Look at each line of the records and count those with "winner" in them. Please answer with the count alone.

------------

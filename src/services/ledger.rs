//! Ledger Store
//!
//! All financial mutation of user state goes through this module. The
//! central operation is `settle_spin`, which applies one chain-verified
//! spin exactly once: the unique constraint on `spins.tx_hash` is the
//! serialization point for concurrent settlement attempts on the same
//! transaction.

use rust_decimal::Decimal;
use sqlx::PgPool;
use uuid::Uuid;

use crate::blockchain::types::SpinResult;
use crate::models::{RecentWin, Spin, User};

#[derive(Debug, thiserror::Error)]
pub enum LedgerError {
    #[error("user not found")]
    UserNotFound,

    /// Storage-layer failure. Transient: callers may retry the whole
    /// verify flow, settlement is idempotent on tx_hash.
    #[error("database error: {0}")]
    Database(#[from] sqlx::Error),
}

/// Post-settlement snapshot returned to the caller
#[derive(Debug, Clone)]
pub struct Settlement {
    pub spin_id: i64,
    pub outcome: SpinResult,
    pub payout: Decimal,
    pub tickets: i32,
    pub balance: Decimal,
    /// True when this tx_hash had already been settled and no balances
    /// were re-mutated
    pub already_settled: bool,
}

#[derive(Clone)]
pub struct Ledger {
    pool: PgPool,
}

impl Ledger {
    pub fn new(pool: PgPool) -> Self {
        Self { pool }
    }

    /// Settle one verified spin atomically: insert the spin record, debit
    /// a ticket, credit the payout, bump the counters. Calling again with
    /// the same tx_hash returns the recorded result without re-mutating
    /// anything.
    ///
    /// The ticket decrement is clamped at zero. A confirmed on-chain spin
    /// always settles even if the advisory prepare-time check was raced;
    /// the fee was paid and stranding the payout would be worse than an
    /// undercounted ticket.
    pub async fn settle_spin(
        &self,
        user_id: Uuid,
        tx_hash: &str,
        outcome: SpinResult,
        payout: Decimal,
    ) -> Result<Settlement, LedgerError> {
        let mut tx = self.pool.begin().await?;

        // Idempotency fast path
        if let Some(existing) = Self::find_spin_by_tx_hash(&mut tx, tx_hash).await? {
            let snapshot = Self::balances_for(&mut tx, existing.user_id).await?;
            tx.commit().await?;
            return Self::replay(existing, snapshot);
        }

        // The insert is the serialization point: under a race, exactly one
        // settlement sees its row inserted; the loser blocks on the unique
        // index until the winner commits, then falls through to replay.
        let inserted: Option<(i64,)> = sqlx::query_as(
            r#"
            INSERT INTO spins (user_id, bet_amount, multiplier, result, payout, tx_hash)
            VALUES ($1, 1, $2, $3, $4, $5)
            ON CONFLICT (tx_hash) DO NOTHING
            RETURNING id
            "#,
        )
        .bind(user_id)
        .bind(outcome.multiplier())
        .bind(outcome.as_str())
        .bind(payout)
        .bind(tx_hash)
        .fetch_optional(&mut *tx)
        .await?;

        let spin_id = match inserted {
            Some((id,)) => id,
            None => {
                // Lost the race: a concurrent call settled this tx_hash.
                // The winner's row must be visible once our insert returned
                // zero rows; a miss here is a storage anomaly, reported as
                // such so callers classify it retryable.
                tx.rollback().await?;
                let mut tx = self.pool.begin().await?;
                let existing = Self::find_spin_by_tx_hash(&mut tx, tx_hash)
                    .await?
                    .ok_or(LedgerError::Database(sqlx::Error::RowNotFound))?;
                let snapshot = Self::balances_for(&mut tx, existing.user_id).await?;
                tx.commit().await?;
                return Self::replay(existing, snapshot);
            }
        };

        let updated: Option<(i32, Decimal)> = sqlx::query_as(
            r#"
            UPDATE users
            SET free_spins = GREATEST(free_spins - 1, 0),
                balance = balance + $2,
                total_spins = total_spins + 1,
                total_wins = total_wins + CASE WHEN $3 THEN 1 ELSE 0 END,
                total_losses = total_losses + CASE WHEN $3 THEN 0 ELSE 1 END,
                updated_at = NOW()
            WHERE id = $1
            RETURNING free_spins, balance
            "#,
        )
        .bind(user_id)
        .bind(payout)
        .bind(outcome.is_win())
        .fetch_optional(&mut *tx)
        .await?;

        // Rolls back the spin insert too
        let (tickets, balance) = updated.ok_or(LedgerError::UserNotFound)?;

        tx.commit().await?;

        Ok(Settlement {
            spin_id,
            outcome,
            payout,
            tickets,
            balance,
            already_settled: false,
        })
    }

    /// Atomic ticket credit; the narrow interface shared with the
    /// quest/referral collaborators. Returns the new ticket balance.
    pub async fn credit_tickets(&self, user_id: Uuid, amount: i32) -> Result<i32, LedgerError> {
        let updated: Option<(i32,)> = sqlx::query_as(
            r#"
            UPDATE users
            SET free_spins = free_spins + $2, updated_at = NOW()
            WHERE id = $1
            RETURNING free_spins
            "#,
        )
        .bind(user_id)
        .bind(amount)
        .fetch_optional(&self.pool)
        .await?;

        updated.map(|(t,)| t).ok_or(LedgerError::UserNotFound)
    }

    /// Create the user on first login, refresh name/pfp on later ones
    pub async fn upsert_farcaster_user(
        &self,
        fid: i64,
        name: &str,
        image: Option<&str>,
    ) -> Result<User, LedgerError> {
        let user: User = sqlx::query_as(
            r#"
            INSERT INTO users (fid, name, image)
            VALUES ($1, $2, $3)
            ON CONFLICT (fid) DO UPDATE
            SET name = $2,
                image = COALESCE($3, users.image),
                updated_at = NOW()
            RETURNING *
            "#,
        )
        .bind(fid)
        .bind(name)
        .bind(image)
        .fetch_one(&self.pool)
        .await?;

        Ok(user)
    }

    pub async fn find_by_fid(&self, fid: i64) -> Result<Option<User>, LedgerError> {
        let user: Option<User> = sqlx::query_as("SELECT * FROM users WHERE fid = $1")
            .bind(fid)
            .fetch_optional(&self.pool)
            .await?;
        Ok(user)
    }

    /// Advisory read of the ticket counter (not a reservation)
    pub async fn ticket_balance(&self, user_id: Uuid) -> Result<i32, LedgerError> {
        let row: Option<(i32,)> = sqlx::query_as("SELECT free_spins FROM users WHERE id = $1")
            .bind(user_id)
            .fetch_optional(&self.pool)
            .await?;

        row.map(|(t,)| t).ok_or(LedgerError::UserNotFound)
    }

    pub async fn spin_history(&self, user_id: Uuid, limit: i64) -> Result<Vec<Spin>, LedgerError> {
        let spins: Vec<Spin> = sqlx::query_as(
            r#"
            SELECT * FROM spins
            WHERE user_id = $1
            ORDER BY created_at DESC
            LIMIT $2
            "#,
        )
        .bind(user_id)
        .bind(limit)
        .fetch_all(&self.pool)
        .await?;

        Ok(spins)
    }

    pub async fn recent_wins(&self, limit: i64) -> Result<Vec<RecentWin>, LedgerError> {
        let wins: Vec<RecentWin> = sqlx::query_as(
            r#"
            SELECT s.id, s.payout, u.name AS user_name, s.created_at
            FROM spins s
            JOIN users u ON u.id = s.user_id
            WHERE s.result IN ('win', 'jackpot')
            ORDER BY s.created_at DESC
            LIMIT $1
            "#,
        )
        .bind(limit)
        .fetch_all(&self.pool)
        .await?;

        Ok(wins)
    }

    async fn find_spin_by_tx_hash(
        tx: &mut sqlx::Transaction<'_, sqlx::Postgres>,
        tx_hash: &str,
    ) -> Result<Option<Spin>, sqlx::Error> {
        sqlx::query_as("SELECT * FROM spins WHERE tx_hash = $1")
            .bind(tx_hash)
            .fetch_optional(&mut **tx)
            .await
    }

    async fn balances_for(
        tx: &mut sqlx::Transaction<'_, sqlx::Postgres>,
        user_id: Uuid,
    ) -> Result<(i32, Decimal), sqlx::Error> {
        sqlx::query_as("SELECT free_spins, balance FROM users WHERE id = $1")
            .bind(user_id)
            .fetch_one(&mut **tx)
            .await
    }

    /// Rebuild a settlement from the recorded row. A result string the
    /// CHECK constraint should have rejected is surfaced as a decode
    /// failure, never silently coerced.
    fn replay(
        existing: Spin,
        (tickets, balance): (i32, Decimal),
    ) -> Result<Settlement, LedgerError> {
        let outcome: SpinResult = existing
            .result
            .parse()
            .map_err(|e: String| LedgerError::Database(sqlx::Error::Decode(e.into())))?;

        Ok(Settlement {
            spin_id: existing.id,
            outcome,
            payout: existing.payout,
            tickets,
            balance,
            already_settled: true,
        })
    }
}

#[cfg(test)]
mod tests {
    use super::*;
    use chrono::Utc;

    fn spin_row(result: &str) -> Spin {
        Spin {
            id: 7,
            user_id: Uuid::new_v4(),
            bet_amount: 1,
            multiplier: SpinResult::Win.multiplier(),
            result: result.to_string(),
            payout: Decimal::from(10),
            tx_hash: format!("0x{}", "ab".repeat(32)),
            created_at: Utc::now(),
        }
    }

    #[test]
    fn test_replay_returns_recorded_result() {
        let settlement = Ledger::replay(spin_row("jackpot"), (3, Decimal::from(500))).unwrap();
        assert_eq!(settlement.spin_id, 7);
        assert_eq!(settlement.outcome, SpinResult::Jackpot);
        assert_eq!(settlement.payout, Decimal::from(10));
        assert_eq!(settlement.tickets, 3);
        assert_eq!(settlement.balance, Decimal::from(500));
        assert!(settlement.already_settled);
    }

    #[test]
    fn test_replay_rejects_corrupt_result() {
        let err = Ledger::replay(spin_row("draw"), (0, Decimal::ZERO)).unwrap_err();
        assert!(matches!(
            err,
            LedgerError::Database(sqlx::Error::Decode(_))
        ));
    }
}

------------

**Task output**:
2